//! Validators for the IP address grammars used in host components.
//!
//! These follow the RFC 3986 productions rather than `std::net` parsing:
//! `IPv4address` forbids leading zeros, `IP-literal` admits `IPvFuture`, and
//! no address value is ever materialized since hosts are stored as strings.

use crate::encoding::{is_sub_delim, is_unreserved};

/// Validates the inside of a bracketed IP-literal, brackets excluded.
///
/// `IP-literal = "[" ( IPv6address / IPvFuture ) "]"`
pub(crate) fn is_ip_literal_inner(s: &str) -> bool {
    match s.strip_prefix('v').or_else(|| s.strip_prefix('V')) {
        Some(rest) => is_ip_v_future(rest),
        None => is_ipv6(s),
    }
}

/// `IPvFuture = "v" 1*HEXDIG "." 1*( unreserved / sub-delims / ":" )`,
/// with the leading `v` already stripped.
fn is_ip_v_future(s: &str) -> bool {
    let Some(dot) = s.find('.') else {
        return false;
    };
    let (version, tail) = (&s[..dot], &s[dot + 1..]);
    !version.is_empty()
        && version.bytes().all(|b| b.is_ascii_hexdigit())
        && !tail.is_empty()
        && tail
            .bytes()
            .all(|b| is_unreserved(b) || is_sub_delim(b) || b == b':')
}

/// Validates an `IPv6address`, including an embedded IPv4 tail.
pub(crate) fn is_ipv6(s: &str) -> bool {
    // At most one "::"; everything before it and after it is a plain
    // colon-separated group list.
    let (head, tail, elided) = match s.find("::") {
        Some(i) => {
            let tail = &s[i + 2..];
            if tail.contains("::") {
                return false;
            }
            (&s[..i], tail, true)
        }
        None => ("", s, false),
    };

    let mut groups = 0usize;
    if !head.is_empty() {
        for g in head.split(':') {
            if !is_h16(g) {
                return false;
            }
            groups += 1;
        }
    }

    let mut tail_groups: Vec<&str> = if tail.is_empty() {
        Vec::new()
    } else {
        tail.split(':').collect()
    };
    if tail_groups.last().is_some_and(|g| g.contains('.')) {
        let v4 = tail_groups.pop().unwrap_or_default();
        if !is_ipv4(v4) {
            return false;
        }
        groups += 2;
    }
    for g in tail_groups {
        if !is_h16(g) {
            return false;
        }
        groups += 1;
    }

    // An ellipsis must elide at least one group of zeros.
    if elided { groups < 8 } else { groups == 8 }
}

/// `h16 = 1*4HEXDIG`
fn is_h16(s: &str) -> bool {
    (1..=4).contains(&s.len()) && s.bytes().all(|b| b.is_ascii_hexdigit())
}

/// Validates a four-octet dotted-decimal IPv4 address.
pub(crate) fn is_ipv4(s: &str) -> bool {
    let mut octets = 0;
    for part in s.split('.') {
        if !is_dec_octet(part) {
            return false;
        }
        octets += 1;
    }
    octets == 4
}

/// `dec-octet`: 0-255 without leading zeros.
fn is_dec_octet(s: &str) -> bool {
    match s.len() {
        1 => s.as_bytes()[0].is_ascii_digit(),
        2 => matches!(s.as_bytes()[0], b'1'..=b'9') && s.as_bytes()[1].is_ascii_digit(),
        3 => {
            s.bytes().all(|b| b.is_ascii_digit())
                && s.parse::<u16>().is_ok_and(|v| (100..=255).contains(&v))
        }
        _ => false,
    }
}
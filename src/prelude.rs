//! Convenient re-exports for glob imports.
//!
//! This module provides a single import for all common types:
//!
//! ```rust
//! use uri_ref::prelude::*;
//!
//! let uri = Uri::parse("https://example.com/a/b?q=1").unwrap();
//! assert_eq!(uri.path().as_str(), "/a/b");
//! ```

pub use crate::{
    // Core types
    Authority, Fragment, Path, Query, Scheme, Uri, UriParts,
    // Errors
    Component, InvalidUri, InvalidUriKind,
    // Constants
    DEFAULT_PORTS, default_port,
};
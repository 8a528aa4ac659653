//! Percent-encoding normalization against per-component character sets.
//!
//! RFC 3986 §6.2.2 defines the normalization applied here: every
//! percent-encoded triple is decoded once; octets in the `unreserved` set
//! are emitted literally, every other triple is re-emitted with upper-case
//! hex digits. Raw characters are copied through only when the component's
//! allowed set accepts them.

use crate::error::{Component, InvalidUri, InvalidUriKind};

const HEX_UPPER: &[u8; 16] = b"0123456789ABCDEF";

/// `unreserved = ALPHA / DIGIT / "-" / "." / "_" / "~"`
pub(crate) const fn is_unreserved(b: u8) -> bool {
    b.is_ascii_alphanumeric() || matches!(b, b'-' | b'.' | b'_' | b'~')
}

/// `sub-delims = "!" / "$" / "&" / "'" / "(" / ")" / "*" / "+" / "," / ";" / "="`
pub(crate) const fn is_sub_delim(b: u8) -> bool {
    matches!(
        b,
        b'!' | b'$' | b'&' | b'\'' | b'(' | b')' | b'*' | b'+' | b',' | b';' | b'='
    )
}

/// `*( unreserved / pct-encoded / sub-delims / ":" )`
pub(crate) const fn is_user_info_byte(b: u8) -> bool {
    is_unreserved(b) || is_sub_delim(b) || b == b':'
}

/// reg-name: `*( unreserved / pct-encoded / sub-delims )`
pub(crate) const fn is_reg_name_byte(b: u8) -> bool {
    is_unreserved(b) || is_sub_delim(b)
}

/// Characters kept verbatim inside a bracketed IP-literal.
pub(crate) const fn is_ip_literal_byte(b: u8) -> bool {
    is_unreserved(b) || is_sub_delim(b) || matches!(b, b'[' | b']' | b':')
}

/// `pchar` plus the path's own `/` separator.
pub(crate) const fn is_path_byte(b: u8) -> bool {
    is_unreserved(b) || is_sub_delim(b) || matches!(b, b':' | b'@' | b'/')
}

/// query / fragment: `*( pchar / "/" / "?" )`
pub(crate) const fn is_query_byte(b: u8) -> bool {
    is_path_byte(b) || b == b'?'
}

const fn hex_value(b: u8) -> Option<u8> {
    match b {
        b'0'..=b'9' => Some(b - b'0'),
        b'a'..=b'f' => Some(b - b'a' + 10),
        b'A'..=b'F' => Some(b - b'A' + 10),
        _ => None,
    }
}

/// Validates and normalizes one component in a single pass.
///
/// Percent triples decoding to an unreserved octet are unescaped; all other
/// triples are kept with upper-case hex. Raw characters outside `allowed`
/// fail with [`InvalidUriKind::InvalidChar`], malformed triples with
/// [`InvalidUriKind::InvalidPercentEncoding`].
pub(crate) fn normalize_component(
    component: Component,
    raw: &str,
    allowed: fn(u8) -> bool,
) -> Result<String, InvalidUri> {
    let bytes = raw.as_bytes();
    let mut out = String::with_capacity(raw.len());
    let mut i = 0;
    while i < bytes.len() {
        let b = bytes[i];
        if b == b'%' {
            let hi = bytes.get(i + 1).copied().and_then(hex_value);
            let lo = bytes.get(i + 2).copied().and_then(hex_value);
            let (Some(hi), Some(lo)) = (hi, lo) else {
                return Err(InvalidUri::new(
                    component,
                    raw,
                    InvalidUriKind::InvalidPercentEncoding { position: i },
                ));
            };
            let octet = (hi << 4) | lo;
            if is_unreserved(octet) {
                out.push(char::from(octet));
            } else {
                out.push('%');
                out.push(char::from(HEX_UPPER[usize::from(octet >> 4)]));
                out.push(char::from(HEX_UPPER[usize::from(octet & 0x0f)]));
            }
            i += 3;
        } else if allowed(b) {
            out.push(char::from(b));
            i += 1;
        } else {
            // Report the full character, not just its leading byte.
            let char = raw[i..].chars().next().unwrap_or('\u{fffd}');
            return Err(InvalidUri::new(
                component,
                raw,
                InvalidUriKind::InvalidChar { char, position: i },
            ));
        }
    }
    Ok(out)
}

#[cfg(test)]
mod tests {
    use super::*;

    fn path(raw: &str) -> Result<String, InvalidUri> {
        normalize_component(Component::Path, raw, is_path_byte)
    }

    #[test]
    fn unreserved_triple_is_unescaped() {
        assert_eq!(path("/%7Euser").unwrap(), "/~user");
        assert_eq!(path("/%41%62").unwrap(), "/Ab");
    }

    #[test]
    fn reserved_triple_keeps_upper_hex() {
        assert_eq!(path("/%2f").unwrap(), "/%2F");
        assert_eq!(path("/%3a").unwrap(), "/%3A");
    }

    #[test]
    fn already_canonical_is_unchanged() {
        assert_eq!(path("/a/b~c/%2F").unwrap(), "/a/b~c/%2F");
    }

    #[test]
    fn truncated_triple_fails() {
        let err = path("/a%4").unwrap_err();
        assert_eq!(
            err.kind,
            InvalidUriKind::InvalidPercentEncoding { position: 2 }
        );
    }

    #[test]
    fn non_hex_triple_fails() {
        let err = path("/%zz").unwrap_err();
        assert_eq!(
            err.kind,
            InvalidUriKind::InvalidPercentEncoding { position: 1 }
        );
    }

    #[test]
    fn disallowed_raw_character_fails() {
        let err = path("/a b").unwrap_err();
        assert_eq!(
            err.kind,
            InvalidUriKind::InvalidChar {
                char: ' ',
                position: 2
            }
        );
    }

    #[test]
    fn non_ascii_character_fails_whole_char() {
        let err = path("/café").unwrap_err();
        assert_eq!(
            err.kind,
            InvalidUriKind::InvalidChar {
                char: 'é',
                position: 4
            }
        );
    }

    #[test]
    fn non_ascii_octet_may_stay_percent_encoded() {
        assert_eq!(path("/%C3%A9").unwrap(), "/%C3%A9");
        assert_eq!(path("/%c3%a9").unwrap(), "/%C3%A9");
    }

    #[test]
    fn query_allows_question_mark() {
        assert_eq!(
            normalize_component(Component::Query, "a?b=c", is_query_byte).unwrap(),
            "a?b=c"
        );
        assert!(path("a?b").is_err());
    }

    #[test]
    fn user_info_allows_colon_but_not_at() {
        assert!(normalize_component(Component::UserInfo, "u:p", is_user_info_byte).is_ok());
        assert!(normalize_component(Component::UserInfo, "u@p", is_user_info_byte).is_err());
    }
}
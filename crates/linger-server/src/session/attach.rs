//! Attach coordination: turn a session reference into either a live
//! subscription (replay + observer + optional input) or a replay of the
//! stored log when the process is gone or not hosted here.
//!
//! Detaching is dropping the attachment. It never affects the session.

use super::broadcast::Observer;
use super::manager::{HostedSession, SessionManager};
use super::terminal::Snapshot;
use linger_core::{log, now_ms, LingerResult, Registry, Session};
use std::sync::Arc;
use tracing::debug;

#[derive(Debug, Clone, Default)]
pub struct AttachOptions {
    /// Replay only the last N lines of history.
    pub lines: Option<usize>,
    /// Replay only lines containing this text.
    pub search: Option<String>,
    /// Hand out an [`InputHandle`].
    pub interactive: bool,
}

impl AttachOptions {
    fn wants_lines(&self) -> bool {
        self.lines.is_some() || self.search.as_deref().is_some_and(|s| !s.is_empty())
    }
}

/// What a live observer is shown before live output starts.
#[derive(Debug, Clone)]
pub enum Replay {
    Snapshot(Snapshot),
    Lines(Vec<String>),
}

pub struct LiveAttachment {
    pub session: Session,
    pub replay: Replay,
    pub observer: Observer,
    pub input: Option<InputHandle>,
}

pub enum Attachment {
    Live(LiveAttachment),
    /// Stored output only. `process_alive` is set when the process runs but
    /// is supervised elsewhere.
    Replay {
        session: Session,
        lines: Vec<String>,
        process_alive: bool,
    },
}

impl Attachment {
    pub fn is_live(&self) -> bool {
        matches!(self, Attachment::Live(_))
    }

    pub fn session(&self) -> &Session {
        match self {
            Attachment::Live(live) => &live.session,
            Attachment::Replay { session, .. } => session,
        }
    }
}

/// Input path of an interactive observer. Each call counts as activity.
#[derive(Clone)]
pub struct InputHandle {
    hosted: Arc<HostedSession>,
    registry: Arc<Registry>,
}

impl InputHandle {
    pub(crate) fn new(hosted: Arc<HostedSession>, registry: Arc<Registry>) -> Self {
        Self { hosted, registry }
    }

    /// Returns `false` once the process has exited.
    pub async fn write(&self, data: &[u8]) -> bool {
        self.registry.touch(&self.hosted.id, now_ms());
        self.hosted.supervisor.write(data).await
    }

    /// Returns `Ok(false)` once the process has exited.
    pub fn resize(&self, cols: u16, rows: u16) -> LingerResult<bool> {
        self.registry.touch(&self.hosted.id, now_ms());
        self.hosted.resize(cols, rows)
    }
}

impl SessionManager {
    /// Attach to the session `name` resolves to.
    pub async fn attach(&self, name: &str, opts: AttachOptions) -> LingerResult<Attachment> {
        let entry = self.find(name).await?;
        self.attach_session(entry.session, opts).await
    }

    /// Attach by group and id.
    pub async fn attach_id(
        &self,
        group: &str,
        id: &str,
        opts: AttachOptions,
    ) -> LingerResult<Attachment> {
        let entry = self.get(group, id).await?;
        self.attach_session(entry.session, opts).await
    }

    async fn attach_session(&self, session: Session, opts: AttachOptions) -> LingerResult<Attachment> {
        let hosted = self
            .hosted(&session.id)
            .await
            .filter(|h| !h.has_exited());

        let Some(hosted) = hosted else {
            let process_alive = self.is_alive(&session).await;
            let lines =
                log::tail_lines(&session.log_file_path, opts.lines, opts.search.as_deref()).await?;
            debug!(session_id = %session.id, process_alive, lines = lines.len(), "replaying stored output");
            return Ok(Attachment::Replay {
                session,
                lines,
                process_alive,
            });
        };

        let queue = self.config().observer_queue;
        let (replay, observer) = if opts.wants_lines() {
            let (lines, observer) = hosted
                .broadcaster
                .attach(queue, |t| t.select(opts.lines, opts.search.as_deref()));
            (Replay::Lines(lines), observer)
        } else {
            let (snapshot, observer) = hosted.broadcaster.attach(queue, |t| t.snapshot());
            (Replay::Snapshot(snapshot), observer)
        };
        self.registry().touch(&session.id, now_ms());
        let input = opts
            .interactive
            .then(|| self.input_handle(hosted.clone()));
        debug!(session_id = %session.id, observer = observer.id(), interactive = opts.interactive, "attached");
        Ok(Attachment::Live(LiveAttachment {
            session,
            replay,
            observer,
            input,
        }))
    }
}
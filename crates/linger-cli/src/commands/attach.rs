//! `linger attach NAME`: replay a session's output, then follow it live.
//!
//! On a terminal the attachment is interactive: raw mode, keystrokes and
//! resizes forwarded, Ctrl+] to detach. With `--read-only` (or when stdio is
//! not a terminal) output is only followed and Ctrl+C detaches. Detaching
//! never affects the session.
//!
//! Attaching to a session that is no longer running replays its history and
//! exits with [`NOT_LIVE_STATUS`].

use anyhow::{Context as _, Result};
use crossterm::event::{self, Event, KeyEventKind};
use linger_core::messages::{StreamEvent, StreamQuery};
use linger_core::{LivenessProbe, LogCursor, Session, SystemProbe};
use linger_client::EventStream;
use std::io::Write;
use std::time::Duration;
use tokio::sync::mpsc;
use tracing::{debug, info, warn};

use super::Context;
use crate::terminal::{self as term, RawModeGuard};

const KEY_POLL: Duration = Duration::from_millis(100);
const FOLLOW_INTERVAL: Duration = Duration::from_millis(250);

/// Exit status of `linger attach` when the session was not running.
pub const NOT_LIVE_STATUS: i32 = 3;

pub struct AttachArgs<'a> {
    pub name: &'a str,
    pub lines: Option<usize>,
    pub search: Option<String>,
    pub read_only: bool,
}

/// How an attachment ended.
#[derive(Debug, Clone, Copy, PartialEq, Eq)]
enum Outcome {
    Exited(i32),
    Detached,
    /// Stream closed without an exit: the process runs outside this server.
    Unhosted,
    /// A followed process is no longer alive.
    Gone,
}

/// Returns whether the session was running when attached.
pub async fn run(ctx: &Context, args: AttachArgs<'_>) -> Result<bool> {
    ctx.ensure_server().await?;
    let entry = ctx.resolve(args.name).await?;
    let id = entry.session.id.clone();
    let interactive = entry.alive && !args.read_only && term::is_interactive();
    info!(session_id = %id, alive = entry.alive, interactive, "attaching");

    if interactive {
        let (cols, rows) = term::get_terminal_size();
        if let Err(e) = ctx.client.resize(&ctx.group, &id, cols, rows).await {
            debug!(error = %e, "initial resize failed");
        }
    }

    let query = StreamQuery {
        lines: args.lines,
        search: args.search,
    };
    let mut stream = ctx
        .client
        .stream(&ctx.group, &id, &query)
        .await
        .with_context(|| format!("failed to attach to '{}'", args.name))?;

    let mut outcome = if interactive {
        interactive_loop(ctx, &id, &mut stream).await?
    } else {
        read_only_loop(&mut stream).await?
    };

    if outcome == Outcome::Unhosted && entry.alive {
        eprintln!("\r\n[{} is not hosted by this server; following its log]", args.name);
        outcome = follow_log(&entry.session).await?;
    }

    eprintln!("\r\n{}", outcome_message(args.name, outcome));
    Ok(entry.alive)
}

/// Process exit status for an attachment.
pub fn exit_status(was_live: bool) -> i32 {
    if was_live {
        0
    } else {
        NOT_LIVE_STATUS
    }
}

fn outcome_message(name: &str, outcome: Outcome) -> String {
    match outcome {
        Outcome::Exited(code) => format!("[{name} exited with code {code}]"),
        Outcome::Detached => format!("[detached from {name}]"),
        Outcome::Unhosted | Outcome::Gone => format!("[{name} is no longer running]"),
    }
}

fn write_out(out: &mut impl Write, data: &[u8]) -> Result<()> {
    out.write_all(data)?;
    out.flush()?;
    Ok(())
}

/// Apply one stream event; returns the outcome once the stream is over.
fn handle_event(out: &mut impl Write, event: Option<StreamEvent>) -> Result<Option<Outcome>> {
    match event {
        Some(StreamEvent::Snapshot(bytes)) | Some(StreamEvent::Data(bytes)) => {
            write_out(out, &bytes)?;
            Ok(None)
        }
        Some(StreamEvent::Exit(code)) => Ok(Some(Outcome::Exited(code))),
        None => Ok(Some(Outcome::Unhosted)),
    }
}

async fn read_only_loop(stream: &mut EventStream) -> Result<Outcome> {
    let mut stdout = std::io::stdout();
    loop {
        tokio::select! {
            event = stream.next() => {
                if let Some(outcome) = handle_event(&mut stdout, event?)? {
                    return Ok(outcome);
                }
            }
            _ = tokio::signal::ctrl_c() => return Ok(Outcome::Detached),
        }
    }
}

async fn interactive_loop(ctx: &Context, id: &str, stream: &mut EventStream) -> Result<Outcome> {
    let _guard = RawModeGuard::enter().context("failed to enter raw terminal mode")?;

    let (tx_input, mut rx_input) = mpsc::channel::<Vec<u8>>(64);
    let (tx_resize, mut rx_resize) = mpsc::channel::<(u16, u16)>(8);
    let (tx_detach, mut rx_detach) = mpsc::channel::<()>(1);
    let reader = tokio::task::spawn_blocking(move || read_keys(tx_input, tx_resize, tx_detach));

    let mut stdout = std::io::stdout();
    let outcome = loop {
        tokio::select! {
            event = stream.next() => {
                if let Some(outcome) = handle_event(&mut stdout, event?)? {
                    break outcome;
                }
            }
            Some(bytes) = rx_input.recv() => {
                let text = String::from_utf8_lossy(&bytes);
                if !ctx.client.input(&ctx.group, id, &text).await? {
                    debug!(session_id = %id, "input not delivered, process exited");
                }
            }
            Some((cols, rows)) = rx_resize.recv() => {
                debug!(cols, rows, "terminal resized");
                if let Err(e) = ctx.client.resize(&ctx.group, id, cols, rows).await {
                    warn!(error = %e, "resize failed");
                }
            }
            _ = rx_detach.recv() => break Outcome::Detached,
        }
    };

    // Closing the input channel stops the key reader.
    drop(rx_input);
    if let Err(e) = reader.await {
        debug!(error = %e, "key reader ended abnormally");
    }
    Ok(outcome)
}

/// Blocking crossterm reader. Polls so it notices when the attach loop is done.
fn read_keys(
    tx_input: mpsc::Sender<Vec<u8>>,
    tx_resize: mpsc::Sender<(u16, u16)>,
    tx_detach: mpsc::Sender<()>,
) {
    while !tx_input.is_closed() {
        match event::poll(KEY_POLL) {
            Ok(true) => {}
            Ok(false) => continue,
            Err(e) => {
                warn!("crossterm poll error: {e}");
                break;
            }
        }
        match event::read() {
            Ok(Event::Key(key)) if key.kind != KeyEventKind::Release => {
                if term::is_detach_key(&key) {
                    let _ = tx_detach.blocking_send(());
                    break;
                }
                if let Some(bytes) = term::key_event_to_bytes(&key) {
                    if tx_input.blocking_send(bytes).is_err() {
                        break;
                    }
                }
            }
            Ok(Event::Paste(text)) => {
                if tx_input.blocking_send(text.into_bytes()).is_err() {
                    break;
                }
            }
            Ok(Event::Resize(cols, rows)) => {
                let _ = tx_resize.blocking_send((cols, rows));
            }
            Ok(_) => {}
            Err(e) => {
                warn!("crossterm event error: {e}");
                break;
            }
        }
    }
}

/// Follow a log by byte offset until the process dies or Ctrl+C.
async fn follow_log(session: &Session) -> Result<Outcome> {
    follow_log_with(session, &SystemProbe, &mut std::io::stdout()).await
}

async fn follow_log_with(
    session: &Session,
    probe: &dyn LivenessProbe,
    out: &mut impl Write,
) -> Result<Outcome> {
    let mut cursor = LogCursor::at_end(&session.log_file_path).await?;
    loop {
        // Probe before reading so the final output is not missed.
        let alive = probe.is_alive(session.pid, &session.command);
        let data = cursor.read_new().await?;
        if !data.is_empty() {
            write_out(out, &data)?;
        }
        if !alive {
            return Ok(Outcome::Gone);
        }
        tokio::select! {
            _ = tokio::time::sleep(FOLLOW_INTERVAL) => {}
            _ = tokio::signal::ctrl_c() => return Ok(Outcome::Detached),
        }
    }
}
//! Session hosting: process supervision, terminal state, output fan-out,
//! attach/detach.

pub mod attach;
pub mod broadcast;
pub mod manager;
pub mod pty;
pub mod terminal;

pub use attach::{AttachOptions, Attachment, InputHandle, LiveAttachment, Replay};
pub use broadcast::{Broadcaster, Observer, OutputEvent};
pub use manager::{CreateOptions, HostedSession, SessionConfig, SessionManager};
pub use pty::{ExitReason, ProcessEvent, ResizeOutcome, SpawnOptions, Supervisor};
pub use terminal::{LinesSince, Snapshot, TerminalBuffer};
━━━━━━━━
> What you have to do
Within the data above, the span starting at the line containing "let tail = &s[i + 2..];" and ending at the line containing "for glob imports." is to be retyped exactly, with no other lines.

> Exercise result
            let tail = &s[i + 2..];
            if tail.contains("::") {
                return false;
            }
            (&s[..i], tail, true)
        }
        None => ("", s, false),
    };

    let mut groups = 0usize;
    if !head.is_empty() {
        for g in head.split(':') {
            if !is_h16(g) {
                return false;
            }
            groups += 1;
        }
    }

    let mut tail_groups: Vec<&str> = if tail.is_empty() {
        Vec::new()
    } else {
        tail.split(':').collect()
    };
    if tail_groups.last().is_some_and(|g| g.contains('.')) {
        let v4 = tail_groups.pop().unwrap_or_default();
        if !is_ipv4(v4) {
            return false;
        }
        groups += 2;
    }
    for g in tail_groups {
        if !is_h16(g) {
            return false;
        }
        groups += 1;
    }

    // An ellipsis must elide at least one group of zeros.
    if elided { groups < 8 } else { groups == 8 }
}

/// `h16 = 1*4HEXDIG`
fn is_h16(s: &str) -> bool {
    (1..=4).contains(&s.len()) && s.bytes().all(|b| b.is_ascii_hexdigit())
}

/// Validates a four-octet dotted-decimal IPv4 address.
pub(crate) fn is_ipv4(s: &str) -> bool {
    let mut octets = 0;
    for part in s.split('.') {
        if !is_dec_octet(part) {
            return false;
        }
        octets += 1;
    }
    octets == 4
}

/// `dec-octet`: 0-255 without leading zeros.
fn is_dec_octet(s: &str) -> bool {
    match s.len() {
        1 => s.as_bytes()[0].is_ascii_digit(),
        2 => matches!(s.as_bytes()[0], b'1'..=b'9') && s.as_bytes()[1].is_ascii_digit(),
        3 => {
            s.bytes().all(|b| b.is_ascii_digit())
                && s.parse::<u16>().is_ok_and(|v| (100..=255).contains(&v))
        }
        _ => false,
    }
}
filename src/prelude.rs
//! Convenient re-exports for glob imports.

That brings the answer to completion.